◆ **Problem**:
Set down exactly, with nothing added, the lines from the one containing "database is reachable." through the end of the entries.

━━━━━ Listed records ━━━━━

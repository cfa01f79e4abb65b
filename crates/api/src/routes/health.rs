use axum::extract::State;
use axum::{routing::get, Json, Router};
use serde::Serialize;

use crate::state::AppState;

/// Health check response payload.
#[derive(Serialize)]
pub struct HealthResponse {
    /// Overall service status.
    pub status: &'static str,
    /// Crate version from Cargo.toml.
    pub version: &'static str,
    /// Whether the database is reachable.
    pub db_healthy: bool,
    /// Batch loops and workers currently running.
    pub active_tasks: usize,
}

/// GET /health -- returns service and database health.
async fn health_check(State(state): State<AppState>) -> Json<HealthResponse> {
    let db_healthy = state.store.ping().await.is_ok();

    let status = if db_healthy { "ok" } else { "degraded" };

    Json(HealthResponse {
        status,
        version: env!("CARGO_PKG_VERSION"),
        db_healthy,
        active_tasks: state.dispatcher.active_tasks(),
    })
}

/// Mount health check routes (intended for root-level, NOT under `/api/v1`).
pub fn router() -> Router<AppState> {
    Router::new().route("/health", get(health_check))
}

━━━━━

◆ **Answer to the problem**:
    /// Whether the database is reachable.
    pub db_healthy: bool,
    /// Batch loops and workers currently running.
    pub active_tasks: usize,
}

/// GET /health -- returns service and database health.
async fn health_check(State(state): State<AppState>) -> Json<HealthResponse> {
    let db_healthy = state.store.ping().await.is_ok();

    let status = if db_healthy { "ok" } else { "degraded" };

    Json(HealthResponse {
        status,
        version: env!("CARGO_PKG_VERSION"),
        db_healthy,
        active_tasks: state.dispatcher.active_tasks(),
    })
}

/// Mount health check routes (intended for root-level, NOT under `/api/v1`).
pub fn router() -> Router<AppState> {
    Router::new().route("/health", get(health_check))
}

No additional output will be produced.